What are some foods that start with X? Surprisingly, there are a few ideas to make your culinary plans more exciting!
Whether you’re looking for whole foods, savory dishes, desserts or drinks, this list of foods has something for every category.
The letter X has really surprised me with its collection of interesting items and several foreign words I learned while researching.
So, let’s get into it!
Foods that start with X
Xacuti
Xacuti, often written as “Shakuti,” is a delicious curry from Goa, India. It’s a classic Goan meal that combines Indian and Portuguese flavors.
Xacuti is usually cooked using chicken or lamb, but fish or shrimp can also be used. Its rich and complex spice combination contains white poppy seeds, large dried red chilies, coriander seeds, turmeric, ginger, black peppercorns, etc.
The marinated meat is slow-cooked with onions, tomatoes, and tamarind pulp or vinegar to make a rich gravy. Toasted grated coconut balances the fiery taste of Xacuti.

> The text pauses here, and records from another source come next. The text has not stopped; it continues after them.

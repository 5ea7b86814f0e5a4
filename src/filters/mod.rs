//! Participant-level quality-control filters
//!
//! Applied in strict sequence: screen size → engagement self-report →
//! response reliability. Each filter consumes a table and returns the same
//! table restricted to passing participants, so the surviving participant
//! set can only shrink across the pipeline.

pub mod engagement;
pub mod reliability;
pub mod screen;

Steamed rice or Goan pão (bread) are usually served with this dish.
Vegetarian xacuti can be made using paneer or veggies in place of meat, which is good to know if you’re a vegetarian or part-time vegan like me.
Xalapa punch
Xalapa Punch is a Mexican fruit punch. It’s popular in Xalapa, the capital city of the Mexican state of Veracruz. The punch usually contains pineapple, orange, lime, tamarind, and hibiscus flowers.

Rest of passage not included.